E a fabricante italiana não está sozinha. A Lamborghini, que originalmente havia previsto o lançamento de seu primeiro veículo elétrico em 2028, adiou a data para 2029. A Maserati simplesmente cancelou a eletrificação do MC20, considerando o mercado muito restrito. A Porsche, diante dos mesmos problemas, reduziu suas ambições elétricas e adiou o lançamento de seus carros esportivos 100% elétricos. Em todos os lugares, as baterias são consideradas pesadas demais, o desempenho frágil e a emoção, artificial demais.

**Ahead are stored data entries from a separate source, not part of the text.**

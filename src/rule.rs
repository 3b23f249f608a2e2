//! Versioned calculation rules.
//!
//! A [`Rule`] produces exactly one topic. Rules are immutable: a change is a
//! new version with its own effective window and content hash, published in
//! a new ruleset snapshot.

use std::collections::BTreeSet;
use std::fmt;

use serde::{Deserialize, Serialize};

use crate::decimal::{RoundingPolicy, Unit};
use crate::digest::{digest_json, RULE_DOMAIN};
use crate::error::{CalcError, ValidationError};
use crate::expr::Expr;
use crate::reference::{validate_identifier, MAX_ID_LEN};
use crate::time::EffectiveWindow;

/// Computation key produced by a rule, e.g. `pit.income_tax`.
#[derive(Debug, Clone, PartialEq, Eq, Hash, PartialOrd, Ord, Serialize, Deserialize)]
#[serde(transparent)]
pub struct Topic(String);

impl Topic {
    /// Creates a topic.
    #[must_use]
    pub fn new(name: impl Into<String>) -> Self {
        Self(name.into())
    }

    /// Returns the topic name.
    #[must_use]
    pub fn as_str(&self) -> &str {
        &self.0
    }

    /// Validates the topic name: lowercase ascii, digits, `.`, `_` and `-`.
    ///
    /// # Errors
    ///
    /// Returns `ValidationError::InvalidTopic` otherwise.
    pub fn validate(&self) -> Result<(), ValidationError> {
        let ok = !self.0.is_empty()
            && self.0.len() <= MAX_ID_LEN
            && self
                .0
                .chars()
                .all(|c| c.is_ascii_lowercase() || c.is_ascii_digit() || matches!(c, '.' | '_' | '-'));
        if ok {
            Ok(())
        } else {
            Err(ValidationError::InvalidTopic { value: self.0.clone() })
        }
    }
}

impl From<&str> for Topic {
    fn from(value: &str) -> Self {
        Self::new(value)
    }
}

impl From<String> for Topic {
    fn from(value: String) -> Self {
        Self(value)
    }
}

impl fmt::Display for Topic {
    fn fmt(&self, f: &mut fmt::Formatter<'_>) -> fmt::Result {
        f.write_str(&self.0)
    }
}

/// Precedence tier of a rule's authority.
///
/// `Statute > Regulation > Ruling > Guidance > Assumption`. The order is
/// closed; there is no way to register another tier.
#[derive(Debug, Clone, Copy, PartialEq, Eq, Hash, Serialize, Deserialize)]
#[serde(rename_all = "snake_case")]
pub enum PrecedenceTier {
    Statute,
    Regulation,
    Ruling,
    Guidance,
    Assumption,
}

impl PrecedenceTier {
    /// Numeric rank; higher wins.
    #[must_use]
    pub const fn rank(self) -> u8 {
        match self {
            Self::Statute => 4,
            Self::Regulation => 3,
            Self::Ruling => 2,
            Self::Guidance => 1,
            Self::Assumption => 0,
        }
    }

    /// Wire name.
    #[must_use]
    pub const fn as_str(self) -> &'static str {
        match self {
            Self::Statute => "statute",
            Self::Regulation => "regulation",
            Self::Ruling => "ruling",
            Self::Guidance => "guidance",
            Self::Assumption => "assumption",
        }
    }
}

impl PartialOrd for PrecedenceTier {
    fn partial_cmp(&self, other: &Self) -> Option<std::cmp::Ordering> {
        Some(self.cmp(other))
    }
}

impl Ord for PrecedenceTier {
    fn cmp(&self, other: &Self) -> std::cmp::Ordering {
        self.rank().cmp(&other.rank())
    }
}

impl fmt::Display for PrecedenceTier {
    fn fmt(&self, f: &mut fmt::Formatter<'_>) -> fmt::Result {
        f.write_str(self.as_str())
    }
}

/// Identifies one version of one rule.
#[derive(Debug, Clone, PartialEq, Eq, Hash, PartialOrd, Ord, Serialize, Deserialize)]
pub struct RuleVersionRef {
    /// Rule identifier.
    pub rule_id: String,
    /// Rule version.
    pub version: u32,
}

impl RuleVersionRef {
    /// Creates a reference.
    #[must_use]
    pub fn new(rule_id: impl Into<String>, version: u32) -> Self {
        Self {
            rule_id: rule_id.into(),
            version,
        }
    }
}

impl fmt::Display for RuleVersionRef {
    fn fmt(&self, f: &mut fmt::Formatter<'_>) -> fmt::Result {
        write!(f, "{}@v{}", self.rule_id, self.version)
    }
}

/// A cited reference with its pinpoint locator.
#[derive(Debug, Clone, PartialEq, Eq, Hash, PartialOrd, Ord, Serialize, Deserialize)]
pub struct Citation {
    /// Reference identifier.
    pub reference_id: String,
    /// Section, schedule or paragraph.
    pub pinpoint: String,
}

impl Citation {
    /// Creates a citation.
    #[must_use]
    pub fn new(reference_id: impl Into<String>, pinpoint: impl Into<String>) -> Self {
        Self {
            reference_id: reference_id.into(),
            pinpoint: pinpoint.into(),
        }
    }
}

/// A versioned calculation rule.
#[derive(Debug, Clone, PartialEq, Eq, Serialize, Deserialize)]
pub struct Rule {
    /// Stable identifier shared by all versions.
    pub id: String,
    /// Version number (starts at 1).
    pub version: u32,
    /// Topic this rule produces.
    pub topic: Topic,
    /// Authority tier.
    pub tier: PrecedenceTier,
    /// When this version is in force.
    pub window: EffectiveWindow,
    /// Calculation.
    pub expression: Expr,
    /// Unit of the result.
    pub unit: Unit,
    /// Rounding applied to the result.
    #[serde(default)]
    pub rounding: RoundingPolicy,
    /// References this rule implements.
    #[serde(default)]
    pub citations: Vec<Citation>,
    /// Assumption keys the expression may read.
    #[serde(default)]
    pub assumptions: Vec<String>,
    /// Free-text description.
    #[serde(default)]
    pub description: Option<String>,
    /// Declared blake3 hash over all other fields. Empty until sealed.
    #[serde(default)]
    pub content_hash: String,
}

#[derive(Serialize)]
struct RuleContent<'a> {
    id: &'a str,
    version: u32,
    topic: &'a Topic,
    tier: PrecedenceTier,
    window: &'a EffectiveWindow,
    expression: &'a Expr,
    unit: Unit,
    rounding: &'a RoundingPolicy,
    citations: &'a [Citation],
    assumptions: &'a [String],
    description: Option<&'a str>,
}

impl Rule {
    /// Creates a new rule builder.
    #[must_use]
    pub fn builder() -> RuleBuilder {
        RuleBuilder::new()
    }

    /// Reference to this version.
    #[must_use]
    pub fn version_ref(&self) -> RuleVersionRef {
        RuleVersionRef::new(self.id.clone(), self.version)
    }

    /// Topics this rule depends on.
    #[must_use]
    pub fn dependencies(&self) -> BTreeSet<Topic> {
        self.expression.topics()
    }

    /// Computes the content hash from the current fields.
    ///
    /// # Errors
    ///
    /// Returns `CalcError::Internal` if serialization fails.
    pub fn compute_content_hash(&self) -> Result<String, CalcError> {
        let content = RuleContent {
            id: &self.id,
            version: self.version,
            topic: &self.topic,
            tier: self.tier,
            window: &self.window,
            expression: &self.expression,
            unit: self.unit,
            rounding: &self.rounding,
            citations: &self.citations,
            assumptions: &self.assumptions,
            description: self.description.as_deref(),
        };
        digest_json(RULE_DOMAIN, &content)
    }

    /// Returns true if the declared hash matches the content.
    ///
    /// # Errors
    ///
    /// Returns `CalcError::Internal` if serialization fails.
    pub fn hash_matches(&self) -> Result<bool, CalcError> {
        Ok(self.compute_content_hash()? == self.content_hash)
    }

    /// Structural checks that need no store access.
    ///
    /// # Errors
    ///
    /// Returns the first `ValidationError` found.
    pub fn validate(&self) -> Result<(), ValidationError> {
        validate_identifier("rule.id", &self.id)?;
        let invalid = |reason: String| ValidationError::InvalidRule {
            rule: self.version_ref().to_string(),
            reason,
        };
        if self.version == 0 {
            return Err(invalid("version must start at 1".to_string()));
        }
        self.topic.validate()?;
        self.window.validate()?;
        self.rounding.validate()?;
        if let Some(issue) = self.expression.structural_issue() {
            return Err(invalid(issue));
        }
        if self.dependencies().contains(&self.topic) {
            return Err(invalid("rule reads its own topic".to_string()));
        }
        Ok(())
    }
}

/// Builder for creating rules.
#[derive(Debug, Default)]
pub struct RuleBuilder {
    id: Option<String>,
    version: Option<u32>,
    topic: Option<Topic>,
    tier: Option<PrecedenceTier>,
    window: Option<EffectiveWindow>,
    expression: Option<Expr>,
    unit: Option<Unit>,
    rounding: Option<RoundingPolicy>,
    citations: Vec<Citation>,
    assumptions: Vec<String>,
    description: Option<String>,
}

impl RuleBuilder {
    /// Creates a new rule builder.
    #[must_use]
    pub fn new() -> Self {
        Self::default()
    }

    /// Sets the rule id and version.
    #[must_use]
    pub fn id(mut self, id: impl Into<String>, version: u32) -> Self {
        self.id = Some(id.into());
        self.version = Some(version);
        self
    }

    /// Sets the produced topic.
    #[must_use]
    pub fn topic(mut self, topic: impl Into<Topic>) -> Self {
        self.topic = Some(topic.into());
        self
    }

    /// Sets the precedence tier.
    #[must_use]
    pub fn tier(mut self, tier: PrecedenceTier) -> Self {
        self.tier = Some(tier);
        self
    }

    /// Sets the effective window.
    #[must_use]
    pub fn window(mut self, window: EffectiveWindow) -> Self {
        self.window = Some(window);
        self
    }

    /// Sets the expression.
    #[must_use]
    pub fn expression(mut self, expression: Expr) -> Self {
        self.expression = Some(expression);
        self
    }

    /// Sets the output unit.
    #[must_use]
    pub fn unit(mut self, unit: Unit) -> Self {
        self.unit = Some(unit);
        self
    }

    /// Sets the rounding policy (defaults to cents, half-up, final).
    #[must_use]
    pub fn rounding(mut self, rounding: RoundingPolicy) -> Self {
        self.rounding = Some(rounding);
        self
    }

    /// Adds a citation.
    #[must_use]
    pub fn cite(mut self, reference_id: impl Into<String>, pinpoint: impl Into<String>) -> Self {
        self.citations.push(Citation::new(reference_id, pinpoint));
        self
    }

    /// Declares an assumption key.
    #[must_use]
    pub fn assumption(mut self, key: impl Into<String>) -> Self {
        self.assumptions.push(key.into());
        self
    }

    /// Sets the description.
    #[must_use]
    pub fn description(mut self, description: impl Into<String>) -> Self {
        self.description = Some(description.into());
        self
    }

    /// Builds the rule, computing its content hash.
    ///
    /// # Errors
    ///
    /// Returns a `CalcError::Validation` if a required field is missing or
    /// the rule is structurally invalid.
    pub fn build(self) -> Result<Rule, CalcError> {
        let missing = |field: &str| ValidationError::MissingField {
            field: field.to_string(),
        };
        let mut rule = Rule {
            id: self.id.ok_or_else(|| missing("id"))?,
            version: self.version.ok_or_else(|| missing("version"))?,
            topic: self.topic.ok_or_else(|| missing("topic"))?,
            tier: self.tier.ok_or_else(|| missing("tier"))?,
            window: self.window.ok_or_else(|| missing("window"))?,
            expression: self.expression.ok_or_else(|| missing("expression"))?,
            unit: self.unit.ok_or_else(|| missing("unit"))?,
            rounding: self.rounding.unwrap_or_default(),
            citations: self.citations,
            assumptions: self.assumptions,
            description: self.description,
            content_hash: String::new(),
        };
        rule.validate()?;
        rule.content_hash = rule.compute_content_hash()?;
        Ok(rule)
    }
}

Supercarros elétricos, proezas técnicas, mas um mercado ainda relutante
No entanto, a Ferrari continua sua estratégia de eletrificação. O design do modelo elétrico foi confiado a Jony Ive, ex-diretor de design da Apple, para destacar uma suposta ruptura estética. De acordo com nossas informações, o Elettrica, maior que uma Ferrari tradicional, sem ser um SUV, deverá ter mil cavalos de potência, aceleração de 0 a 100 km/h em menos de 2 segundos, autonomia de mais de 500 km e carregamento ultrarrápido.
Em termos técnicos, tudo é projetado internamente: motores, inversores, software de gerenciamento de energia. As baterias poderão ser coproduzidas com parceiros, mas a integração permanece interna. Provavelmente haverá sistemas de suspensão ativa, direção nas rodas traseiras e tração integral por meio de dois motores elétricos. Além disso, para recriar a experiência sensorial de um motor a combustão, um "oscilador harmônico" oferecerá sons personalizáveis (V6, V8, V12) difundidos na cabine, complementados por uma caixa de câmbio virtual com relações simuladas por meio de aletas no volante, como o Ioniq 5 N.

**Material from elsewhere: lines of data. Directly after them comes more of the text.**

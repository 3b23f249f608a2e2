//! Durable storage for facts, provenance and idempotency records.
//!
//! ```text
//! <dir>/
//!   .ledger.lock    exclusive lock (flock / LockFileEx)
//!   facts.ledger    [header][record][record]...
//! ```
//!
//! The ledger is the only durable state: indexes are rebuilt in memory by
//! replaying it on open. Rulesets, scenarios and the reference catalogue are
//! not persisted here.

mod codec;
mod file_lock;
mod ledger;

use std::path::Path;
use std::sync::Arc;

use serde::{Deserialize, Serialize};

pub use file_lock::FileLock;
pub use ledger::{LedgerEntry, LedgerRecord, PersistentLedger, ReplayStats, LEDGER_FILE};

use crate::engine::EngineStores;
use crate::error::CalcResult;
use crate::storage::memory::InMemoryRuleStore;

/// Ledger settings.
#[derive(Debug, Clone, PartialEq, Eq, Serialize, Deserialize)]
#[serde(default)]
pub struct LedgerConfig {
    /// fsync after every append (slower but survives power loss).
    pub sync_on_write: bool,
}

impl Default for LedgerConfig {
    fn default() -> Self {
        Self { sync_on_write: true }
    }
}

/// Opens or creates a ledger at `path`.
///
/// # Errors
///
/// Fails if the directory cannot be created or locked, or the ledger is
/// corrupted before its last record.
///
/// # Example
/// ```rust,ignore
/// let ledger = Arc::new(open_ledger("./ledger", None)?);
/// let stores = EngineStores {
///     facts: ledger.clone(),
///     provenance: ledger.clone(),
///     idempotency: ledger,
///     ..EngineStores::in_memory(rules)
/// };
/// ```
pub fn open_ledger(path: impl AsRef<Path>, config: Option<LedgerConfig>) -> CalcResult<PersistentLedger> {
    let config = config.unwrap_or_default();
    Ok(PersistentLedger::open(path.as_ref(), &config)?)
}

/// Engine stores whose facts, edges and idempotency records live in the
/// ledger at `path`.
///
/// # Errors
///
/// See [`open_ledger`].
pub fn persistent_stores(
    path: impl AsRef<Path>,
    config: Option<LedgerConfig>,
    rules: Arc<InMemoryRuleStore>,
) -> CalcResult<EngineStores> {
    let ledger = Arc::new(open_ledger(path, config)?);
    Ok(EngineStores {
        facts: ledger.clone(),
        provenance: ledger.clone(),
        idempotency: ledger,
        ..EngineStores::in_memory(rules)
    })
}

No entanto, o mercado não parece pronto. A eletrificação em massa de marcas de luxo está estagnada. O público-alvo, embora possa pagar por um hipercarro elétrico, permanece apegado às sensações oferecidas pela mecânica tradicional. A demanda por supercarros elétricos é quase inexistente. Além disso, o Rimac Nevera, lançado em 2021 e com produção prevista para 150 unidades, luta para ultrapassar 50 vendas. Uma observação que o próprio fundador fez: "Vemos que, à medida que a eletrificação se torna comum, os players de ponta do setor querem se diferenciar." E não se trata apenas de tecnologia: um relógio conectado como o Apple Watch pode fazer mil coisas a mais do que um relógio convencional, mas ninguém pagaria 200 mil euros para adquiri-lo.

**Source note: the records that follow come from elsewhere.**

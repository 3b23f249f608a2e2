//! Effective windows for rules, references and assumptions.
//!
//! Every versioned input is bitemporal in the calendar sense: it is in force
//! for a half-open date interval `[valid_from, valid_to)`. `valid_to = None`
//! means "currently in force".

use chrono::NaiveDate;
use serde::{Deserialize, Serialize};

use crate::error::ValidationError;

/// A half-open date interval `[valid_from, valid_to)`.
///
/// # Examples
///
/// ```
/// use factforge::EffectiveWindow;
/// use chrono::NaiveDate;
///
/// let fy = NaiveDate::from_ymd_opt(2024, 7, 1).unwrap();
/// let window = EffectiveWindow::starting(fy);
/// assert!(window.is_open_ended());
/// assert!(window.contains(NaiveDate::from_ymd_opt(2030, 1, 1).unwrap()));
/// assert!(!window.contains(NaiveDate::from_ymd_opt(2024, 6, 30).unwrap()));
/// ```
#[derive(Debug, Clone, Copy, PartialEq, Eq, Hash, Serialize, Deserialize)]
pub struct EffectiveWindow {
    /// First day in force (inclusive).
    pub valid_from: NaiveDate,

    /// First day no longer in force (exclusive). None means open-ended.
    #[serde(default)]
    pub valid_to: Option<NaiveDate>,
}

impl EffectiveWindow {
    /// Creates a closed window.
    ///
    /// # Errors
    ///
    /// Returns `ValidationError::InvalidTimeRange` if `valid_from >= valid_to`.
    pub fn new(valid_from: NaiveDate, valid_to: NaiveDate) -> Result<Self, ValidationError> {
        if valid_from >= valid_to {
            return Err(ValidationError::InvalidTimeRange {
                from: valid_from,
                to: valid_to,
            });
        }
        Ok(Self {
            valid_from,
            valid_to: Some(valid_to),
        })
    }

    /// Creates an open-ended window starting on the given day.
    #[must_use]
    pub const fn starting(valid_from: NaiveDate) -> Self {
        Self {
            valid_from,
            valid_to: None,
        }
    }

    /// A window covering every representable date.
    #[must_use]
    pub const fn always() -> Self {
        Self {
            valid_from: NaiveDate::MIN,
            valid_to: None,
        }
    }

    /// Returns true if no end date is set.
    #[must_use]
    pub const fn is_open_ended(&self) -> bool {
        self.valid_to.is_none()
    }

    /// Checks structural validity (a closed window must be non-empty).
    ///
    /// # Errors
    ///
    /// Returns `ValidationError::InvalidTimeRange` for an empty window.
    pub fn validate(&self) -> Result<(), ValidationError> {
        match self.valid_to {
            Some(to) if to <= self.valid_from => Err(ValidationError::InvalidTimeRange {
                from: self.valid_from,
                to,
            }),
            _ => Ok(()),
        }
    }

    /// Check if a date falls within this window.
    #[must_use]
    pub fn contains(&self, date: NaiveDate) -> bool {
        date >= self.valid_from && self.valid_to.map_or(true, |to| date < to)
    }

    /// Returns true if the two windows share at least one day.
    #[must_use]
    pub fn overlaps(&self, other: &Self) -> bool {
        let self_end = self.valid_to.unwrap_or(NaiveDate::MAX);
        let other_end = other.valid_to.unwrap_or(NaiveDate::MAX);
        self.valid_from < other_end && other.valid_from < self_end
    }

    /// Returns the intersection of two windows, if any.
    #[must_use]
    pub fn intersection(&self, other: &Self) -> Option<Self> {
        if !self.overlaps(other) {
            return None;
        }
        let valid_to = match (self.valid_to, other.valid_to) {
            (Some(a), Some(b)) => Some(a.min(b)),
            (Some(a), None) | (None, Some(a)) => Some(a),
            (None, None) => None,
        };
        Some(Self {
            valid_from: self.valid_from.max(other.valid_from),
            valid_to,
        })
    }

    /// Closes an open-ended window at the given day.
    ///
    /// # Errors
    ///
    /// Returns `ValidationError::InvalidTimeRange` if `at` is not after the start.
    pub fn close_at(&mut self, at: NaiveDate) -> Result<(), ValidationError> {
        if at <= self.valid_from {
            return Err(ValidationError::InvalidTimeRange {
                from: self.valid_from,
                to: at,
            });
        }
        self.valid_to = Some(at);
        Ok(())
    }
}

impl std::fmt::Display for EffectiveWindow {
    fn fmt(&self, f: &mut std::fmt::Formatter<'_>) -> std::fmt::Result {
        match self.valid_to {
            Some(to) => write!(f, "[{} → {})", self.valid_from, to),
            None => write!(f, "[{} → ∞)", self.valid_from),
        }
    }
}

#[cfg(test)]
mod tests {
    use super::*;

    fn d(y: i32, m: u32, day: u32) -> NaiveDate {
        NaiveDate::from_ymd_opt(y, m, day).unwrap()
    }

    #[test]
    fn test_window_new_valid() {
        let window = EffectiveWindow::new(d(2024, 7, 1), d(2025, 7, 1)).unwrap();
        assert_eq!(window.valid_to, Some(d(2025, 7, 1)));
        assert!(!window.is_open_ended());
    }

    #[test]
    fn test_window_new_invalid() {
        assert!(EffectiveWindow::new(d(2025, 7, 1), d(2024, 7, 1)).is_err());
        assert!(EffectiveWindow::new(d(2024, 7, 1), d(2024, 7, 1)).is_err());
    }

    #[test]
    fn test_window_contains_is_half_open() {
        let window = EffectiveWindow::new(d(2024, 7, 1), d(2025, 7, 1)).unwrap();
        assert!(window.contains(d(2024, 7, 1)));
        assert!(window.contains(d(2025, 6, 30)));
        assert!(!window.contains(d(2025, 7, 1)));
        assert!(!window.contains(d(2024, 6, 30)));
    }

    #[test]
    fn test_window_always() {
        let window = EffectiveWindow::always();
        assert!(window.contains(d(1900, 1, 1)));
        assert!(window.contains(d(2100, 1, 1)));
    }

    #[test]
    fn test_window_overlaps() {
        let fy24 = EffectiveWindow::new(d(2023, 7, 1), d(2024, 7, 1)).unwrap();
        let fy25 = EffectiveWindow::new(d(2024, 7, 1), d(2025, 7, 1)).unwrap();
        let from_jan = EffectiveWindow::starting(d(2024, 1, 1));

        assert!(!fy24.overlaps(&fy25));
        assert!(fy24.overlaps(&from_jan));
        assert!(fy25.overlaps(&from_jan));
    }

    #[test]
    fn test_window_intersection() {
        let a = EffectiveWindow::new(d(2023, 7, 1), d(2025, 7, 1)).unwrap();
        let b = EffectiveWindow::starting(d(2024, 7, 1));
        let both = a.intersection(&b).unwrap();
        assert_eq!(both.valid_from, d(2024, 7, 1));
        assert_eq!(both.valid_to, Some(d(2025, 7, 1)));

        let c = EffectiveWindow::new(d(2020, 1, 1), d(2021, 1, 1)).unwrap();
        assert!(a.intersection(&c).is_none());
    }

    #[test]
    fn test_window_close_at() {
        let mut window = EffectiveWindow::starting(d(2024, 7, 1));
        window.close_at(d(2025, 7, 1)).unwrap();
        assert_eq!(window.valid_to, Some(d(2025, 7, 1)));

        let mut open = EffectiveWindow::starting(d(2024, 7, 1));
        assert!(open.close_at(d(2024, 1, 1)).is_err());
    }

    #[test]
    fn test_window_validate_rejects_empty() {
        let window = EffectiveWindow {
            valid_from: d(2025, 1, 1),
            valid_to: Some(d(2024, 1, 1)),
        };
        assert!(window.validate().is_err());
        assert!(EffectiveWindow::starting(d(2025, 1, 1)).validate().is_ok());
    }

    #[test]
    fn test_window_serialization() {
        let window = EffectiveWindow::starting(d(2024, 7, 1));
        let json = serde_json::to_string(&window).unwrap();
        assert_eq!(json, r#"{"valid_from":"2024-07-01","valid_to":null}"#);
        let back: EffectiveWindow = serde_json::from_str(r#"{"valid_from":"2024-07-01"}"#).unwrap();
        assert_eq!(back, window);
    }
}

Assim, o caminho para a eletrificação completa se abre cautelosamente para a Ferrari. O primeiro carro elétrico da fabricante se tornará, portanto, menos um produto disruptivo do que uma demonstração de know-how. Isso provavelmente não impedirá seu sucesso técnico ou de imagem. Mas quanto a este segundo carro elétrico, que supostamente garantiria uma certa lucratividade, isso não acontecerá por enquanto.